(Materials provided Opens)

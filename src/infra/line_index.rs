//! Filepath: src/infra/line_index.rs
//! Line-start table for byte/row/column mapping over raw source bytes.
//!
//! A single scan records where every line begins; rows, columns, line
//! starts, and line ranges are all derived from that one table, so the
//! mapping cannot drift between callers. External line numbers are
//! 1-based; points are 0-based with byte columns. Range ends are
//! exclusive, and CRLF line ends exclude the '\r'.

use memchr::memchr_iter;

use crate::tree::Point;

#[derive(Debug, Clone)]
pub struct NewlineIndex
{
    /// Buffer length in bytes.
    len: usize,

    /// Byte offset where each line begins; index 0 is always offset 0.
    /// A trailing '\n' opens one more (empty) final line.
    line_starts: Vec<usize>,
}

impl NewlineIndex
{
    #[must_use]
    pub fn build(bytes: &[u8]) -> Self
    {
        let mut line_starts = Vec::with_capacity(1 + bytes.len() / 40);
        line_starts.push(0);
        line_starts.extend(memchr_iter(b'\n', bytes).map(|nl| nl + 1));

        Self { len: bytes.len(), line_starts }
    }

    /// Number of logical lines. An empty buffer has none; otherwise one
    /// per recorded line start.
    #[must_use]
    pub fn line_count(&self) -> usize
    {
        if self.len == 0
        {
            0
        }
        else
        {
            self.line_starts
                .len()
        }
    }

    /// 0-based row holding `byte`: the last line start at or before it.
    /// A byte sitting on a '\n' belongs to the row that '\n' terminates.
    fn row_of(
        &self,
        byte: usize,
    ) -> usize
    {
        // line_starts[0] == 0, so the partition point is always >= 1.
        self.line_starts
            .partition_point(|&start| start <= byte)
            - 1
    }

    /// Row/column point for a byte offset; the column counts bytes from
    /// the row's start. Offsets past the end clamp to the end.
    #[must_use]
    pub fn point_at(
        &self,
        byte: usize,
    ) -> Point
    {
        let byte = byte.min(self.len);
        let row = self.row_of(byte);

        Point { row, column: byte - self.line_starts[row] }
    }

    /// Start byte of a 1-based line.
    #[must_use]
    pub fn start_byte_of_line(
        &self,
        line1: usize,
    ) -> Option<usize>
    {
        if line1 == 0 || line1 > self.line_count()
        {
            return None;
        }

        self.line_starts
            .get(line1 - 1)
            .copied()
    }

    /// End byte (exclusive) of a 1-based line: the next line's start
    /// backed up over the '\n' that opened it, or end of buffer for the
    /// final line. A '\r' sitting before the '\n' is excluded too.
    #[must_use]
    pub fn end_byte_of_line(
        &self,
        line1: usize,
        bytes: &[u8],
    ) -> Option<usize>
    {
        debug_assert_eq!(
            bytes.len(),
            self.len,
            "index must be queried with the bytes it was built from"
        );

        if line1 == 0 || line1 > self.line_count()
        {
            return None;
        }

        let mut end = match self
            .line_starts
            .get(line1)
        {
            Some(&next_start) => next_start - 1,
            None => self.len,
        };

        if end > 0 && bytes.get(end) == Some(&b'\n') && bytes.get(end - 1) == Some(&b'\r')
        {
            end -= 1;
        }

        Some(end)
    }

    /// Byte range covering the 1-based inclusive line span; the end line
    /// clamps to the last line.
    #[must_use]
    pub fn byte_range_for_lines(
        &self,
        start_line1: usize,
        end_line1: usize,
        bytes: &[u8],
    ) -> Option<(usize, usize)>
    {
        if start_line1 > end_line1
        {
            return None;
        }

        let lo = self.start_byte_of_line(start_line1)?;
        let hi = self.end_byte_of_line(
            end_line1.min(self.line_count()),
            bytes,
        )?;

        (lo <= hi).then_some((lo, hi))
    }

    /// 1-based line number for a byte offset; 0 for an empty buffer.
    #[must_use]
    pub fn line_of_byte(
        &self,
        byte: usize,
    ) -> usize
    {
        if self.len == 0
        {
            return 0;
        }

        self.row_of(byte.min(self.len)) + 1
    }
}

(Materials provided Closes)

_Required work_: Set down the lines of the records exactly, from the first one through the line containing "line numbers are", and add nothing else.

_Exercise response_:
filename src/infra/line_index.rs
//! Filepath: src/infra/line_index.rs
//! Line-start table for byte/row/column mapping over raw source bytes.
//!
//! A single scan records where every line begins; rows, columns, line
//! starts, and line ranges are all derived from that one table, so the
//! mapping cannot drift between callers. External line numbers are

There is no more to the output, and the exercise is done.